▶ [Your instructions]
Please return each record exactly, leaving nothing out.
··· Data extract
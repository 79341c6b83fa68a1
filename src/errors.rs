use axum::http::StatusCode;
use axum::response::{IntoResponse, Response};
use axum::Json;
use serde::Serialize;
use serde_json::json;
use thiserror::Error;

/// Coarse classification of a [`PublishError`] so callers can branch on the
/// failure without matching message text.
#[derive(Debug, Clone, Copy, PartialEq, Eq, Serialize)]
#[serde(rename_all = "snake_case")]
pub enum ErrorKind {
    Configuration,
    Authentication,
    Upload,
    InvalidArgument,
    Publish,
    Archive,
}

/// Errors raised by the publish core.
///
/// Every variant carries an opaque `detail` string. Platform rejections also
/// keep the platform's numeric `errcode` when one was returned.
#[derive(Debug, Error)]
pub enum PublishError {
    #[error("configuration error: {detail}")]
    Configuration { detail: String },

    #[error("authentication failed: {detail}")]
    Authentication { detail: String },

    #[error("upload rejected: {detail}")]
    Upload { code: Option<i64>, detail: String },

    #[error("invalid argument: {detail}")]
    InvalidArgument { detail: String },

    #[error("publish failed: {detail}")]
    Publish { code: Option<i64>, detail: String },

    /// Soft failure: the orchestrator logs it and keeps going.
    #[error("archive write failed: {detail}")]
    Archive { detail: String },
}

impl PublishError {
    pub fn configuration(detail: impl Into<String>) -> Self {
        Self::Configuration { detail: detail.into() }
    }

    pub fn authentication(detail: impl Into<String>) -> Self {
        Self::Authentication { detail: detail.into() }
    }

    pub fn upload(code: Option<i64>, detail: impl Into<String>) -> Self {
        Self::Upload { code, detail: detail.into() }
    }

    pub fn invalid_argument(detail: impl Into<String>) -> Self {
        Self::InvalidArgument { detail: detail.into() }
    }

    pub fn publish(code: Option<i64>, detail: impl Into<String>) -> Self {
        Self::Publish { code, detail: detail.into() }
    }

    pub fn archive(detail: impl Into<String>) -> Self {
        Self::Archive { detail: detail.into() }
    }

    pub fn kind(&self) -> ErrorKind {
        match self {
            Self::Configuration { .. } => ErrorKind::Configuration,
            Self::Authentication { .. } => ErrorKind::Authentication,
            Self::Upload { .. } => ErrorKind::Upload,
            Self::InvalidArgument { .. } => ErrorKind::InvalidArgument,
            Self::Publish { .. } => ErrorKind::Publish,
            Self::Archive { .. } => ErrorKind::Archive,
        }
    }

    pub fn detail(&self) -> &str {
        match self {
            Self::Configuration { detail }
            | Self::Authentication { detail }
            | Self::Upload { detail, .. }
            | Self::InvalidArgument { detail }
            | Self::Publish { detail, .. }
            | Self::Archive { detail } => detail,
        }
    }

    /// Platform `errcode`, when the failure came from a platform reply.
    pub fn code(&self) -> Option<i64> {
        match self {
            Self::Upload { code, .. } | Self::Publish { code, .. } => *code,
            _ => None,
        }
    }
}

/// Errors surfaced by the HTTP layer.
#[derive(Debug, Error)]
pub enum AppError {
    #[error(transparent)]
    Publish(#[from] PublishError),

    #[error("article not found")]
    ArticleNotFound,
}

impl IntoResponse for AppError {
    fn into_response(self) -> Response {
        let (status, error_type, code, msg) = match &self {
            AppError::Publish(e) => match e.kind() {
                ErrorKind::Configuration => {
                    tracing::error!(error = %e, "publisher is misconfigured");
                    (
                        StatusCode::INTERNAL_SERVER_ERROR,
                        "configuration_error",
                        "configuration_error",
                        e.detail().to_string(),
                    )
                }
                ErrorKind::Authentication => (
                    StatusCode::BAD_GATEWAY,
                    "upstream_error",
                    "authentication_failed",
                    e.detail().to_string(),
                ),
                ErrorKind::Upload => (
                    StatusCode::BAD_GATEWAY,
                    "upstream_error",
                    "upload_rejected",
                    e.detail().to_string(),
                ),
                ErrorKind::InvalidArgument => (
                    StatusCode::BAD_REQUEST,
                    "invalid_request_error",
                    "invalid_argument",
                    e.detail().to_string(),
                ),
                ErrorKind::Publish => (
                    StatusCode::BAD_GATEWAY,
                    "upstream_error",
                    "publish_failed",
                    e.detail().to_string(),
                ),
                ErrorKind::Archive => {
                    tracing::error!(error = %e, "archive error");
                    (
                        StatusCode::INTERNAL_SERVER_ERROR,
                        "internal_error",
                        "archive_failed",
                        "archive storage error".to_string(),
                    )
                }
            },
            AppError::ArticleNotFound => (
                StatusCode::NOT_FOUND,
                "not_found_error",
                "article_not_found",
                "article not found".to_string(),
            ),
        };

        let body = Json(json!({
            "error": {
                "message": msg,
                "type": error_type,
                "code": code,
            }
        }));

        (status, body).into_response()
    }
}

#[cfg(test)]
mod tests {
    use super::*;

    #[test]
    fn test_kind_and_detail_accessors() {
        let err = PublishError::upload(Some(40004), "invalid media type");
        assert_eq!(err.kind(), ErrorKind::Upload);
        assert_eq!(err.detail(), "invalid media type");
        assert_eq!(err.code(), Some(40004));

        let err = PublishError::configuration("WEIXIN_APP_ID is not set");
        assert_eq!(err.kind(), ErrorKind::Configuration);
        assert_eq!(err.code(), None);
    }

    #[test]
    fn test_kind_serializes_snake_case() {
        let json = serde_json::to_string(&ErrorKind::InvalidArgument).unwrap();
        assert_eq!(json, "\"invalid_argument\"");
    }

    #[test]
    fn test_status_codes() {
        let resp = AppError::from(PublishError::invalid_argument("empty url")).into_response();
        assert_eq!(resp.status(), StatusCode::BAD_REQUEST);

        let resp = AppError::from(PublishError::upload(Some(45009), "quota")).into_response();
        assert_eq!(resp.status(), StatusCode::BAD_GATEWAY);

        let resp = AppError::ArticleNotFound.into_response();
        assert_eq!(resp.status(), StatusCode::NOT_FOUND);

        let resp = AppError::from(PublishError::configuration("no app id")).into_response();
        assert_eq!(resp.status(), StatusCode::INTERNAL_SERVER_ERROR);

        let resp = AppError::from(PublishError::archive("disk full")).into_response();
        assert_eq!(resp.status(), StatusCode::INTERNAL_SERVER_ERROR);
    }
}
······
▶ [Task output]
repository 79341c6b83fa68a1
filename src/errors.rs
use axum::http::StatusCode;
use axum::response::{IntoResponse, Response};
use axum::Json;
use serde::Serialize;
use serde_json::json;
use thiserror::Error;

/// Coarse classification of a [`PublishError`] so callers can branch on the
/// failure without matching message text.
#[derive(Debug, Clone, Copy, PartialEq, Eq, Serialize)]
#[serde(rename_all = "snake_case")]
pub enum ErrorKind {
    Configuration,
    Authentication,
    Upload,
    InvalidArgument,
    Publish,
    Archive,
}

/// Errors raised by the publish core.
///
/// Every variant carries an opaque `detail` string. Platform rejections also
/// keep the platform's numeric `errcode` when one was returned.
#[derive(Debug, Error)]
pub enum PublishError {
    #[error("configuration error: {detail}")]
    Configuration { detail: String },

    #[error("authentication failed: {detail}")]
    Authentication { detail: String },

    #[error("upload rejected: {detail}")]
    Upload { code: Option<i64>, detail: String },

    #[error("invalid argument: {detail}")]
    InvalidArgument { detail: String },

    #[error("publish failed: {detail}")]
    Publish { code: Option<i64>, detail: String },

    /// Soft failure: the orchestrator logs it and keeps going.
    #[error("archive write failed: {detail}")]
    Archive { detail: String },
}

impl PublishError {
    pub fn configuration(detail: impl Into<String>) -> Self {
        Self::Configuration { detail: detail.into() }
    }

    pub fn authentication(detail: impl Into<String>) -> Self {
        Self::Authentication { detail: detail.into() }
    }

    pub fn upload(code: Option<i64>, detail: impl Into<String>) -> Self {
        Self::Upload { code, detail: detail.into() }
    }

    pub fn invalid_argument(detail: impl Into<String>) -> Self {
        Self::InvalidArgument { detail: detail.into() }
    }

    pub fn publish(code: Option<i64>, detail: impl Into<String>) -> Self {
        Self::Publish { code, detail: detail.into() }
    }

    pub fn archive(detail: impl Into<String>) -> Self {
        Self::Archive { detail: detail.into() }
    }

    pub fn kind(&self) -> ErrorKind {
        match self {
            Self::Configuration { .. } => ErrorKind::Configuration,
            Self::Authentication { .. } => ErrorKind::Authentication,
            Self::Upload { .. } => ErrorKind::Upload,
            Self::InvalidArgument { .. } => ErrorKind::InvalidArgument,
            Self::Publish { .. } => ErrorKind::Publish,
            Self::Archive { .. } => ErrorKind::Archive,
        }
    }

    pub fn detail(&self) -> &str {
        match self {
            Self::Configuration { detail }
            | Self::Authentication { detail }
            | Self::Upload { detail, .. }
            | Self::InvalidArgument { detail }
            | Self::Publish { detail, .. }
            | Self::Archive { detail } => detail,
        }
    }

    /// Platform `errcode`, when the failure came from a platform reply.
    pub fn code(&self) -> Option<i64> {
        match self {
            Self::Upload { code, .. } | Self::Publish { code, .. } => *code,
            _ => None,
        }
    }
}

/// Errors surfaced by the HTTP layer.
#[derive(Debug, Error)]
pub enum AppError {
    #[error(transparent)]
    Publish(#[from] PublishError),

    #[error("article not found")]
    ArticleNotFound,
}

impl IntoResponse for AppError {
    fn into_response(self) -> Response {
        let (status, error_type, code, msg) = match &self {
            AppError::Publish(e) => match e.kind() {
                ErrorKind::Configuration => {
                    tracing::error!(error = %e, "publisher is misconfigured");
                    (
                        StatusCode::INTERNAL_SERVER_ERROR,
                        "configuration_error",
                        "configuration_error",
                        e.detail().to_string(),
                    )
                }
                ErrorKind::Authentication => (
                    StatusCode::BAD_GATEWAY,
                    "upstream_error",
                    "authentication_failed",
                    e.detail().to_string(),
                ),
                ErrorKind::Upload => (
                    StatusCode::BAD_GATEWAY,
                    "upstream_error",
                    "upload_rejected",
                    e.detail().to_string(),
                ),
                ErrorKind::InvalidArgument => (
                    StatusCode::BAD_REQUEST,
                    "invalid_request_error",
                    "invalid_argument",
                    e.detail().to_string(),
                ),
                ErrorKind::Publish => (
                    StatusCode::BAD_GATEWAY,
                    "upstream_error",
                    "publish_failed",
                    e.detail().to_string(),
                ),
                ErrorKind::Archive => {
                    tracing::error!(error = %e, "archive error");
                    (
                        StatusCode::INTERNAL_SERVER_ERROR,
                        "internal_error",
                        "archive_failed",
                        "archive storage error".to_string(),
                    )
                }
            },
            AppError::ArticleNotFound => (
                StatusCode::NOT_FOUND,
                "not_found_error",
                "article_not_found",
                "article not found".to_string(),
            ),
        };

        let body = Json(json!({
            "error": {
                "message": msg,
                "type": error_type,
                "code": code,
            }
        }));

        (status, body).into_response()
    }
}

#[cfg(test)]
mod tests {
    use super::*;

    #[test]
    fn test_kind_and_detail_accessors() {
        let err = PublishError::upload(Some(40004), "invalid media type");
        assert_eq!(err.kind(), ErrorKind::Upload);
        assert_eq!(err.detail(), "invalid media type");
        assert_eq!(err.code(), Some(40004));

        let err = PublishError::configuration("WEIXIN_APP_ID is not set");
        assert_eq!(err.kind(), ErrorKind::Configuration);
        assert_eq!(err.code(), None);
    }

    #[test]
    fn test_kind_serializes_snake_case() {
        let json = serde_json::to_string(&ErrorKind::InvalidArgument).unwrap();
        assert_eq!(json, "\"invalid_argument\"");
    }

    #[test]
    fn test_status_codes() {
        let resp = AppError::from(PublishError::invalid_argument("empty url")).into_response();
        assert_eq!(resp.status(), StatusCode::BAD_REQUEST);

        let resp = AppError::from(PublishError::upload(Some(45009), "quota")).into_response();
        assert_eq!(resp.status(), StatusCode::BAD_GATEWAY);

        let resp = AppError::ArticleNotFound.into_response();
        assert_eq!(resp.status(), StatusCode::NOT_FOUND);

        let resp = AppError::from(PublishError::configuration("no app id")).into_response();
        assert_eq!(resp.status(), StatusCode::INTERNAL_SERVER_ERROR);

        let resp = AppError::from(PublishError::archive("disk full")).into_response();
        assert_eq!(resp.status(), StatusCode::INTERNAL_SERVER_ERROR);
    }
}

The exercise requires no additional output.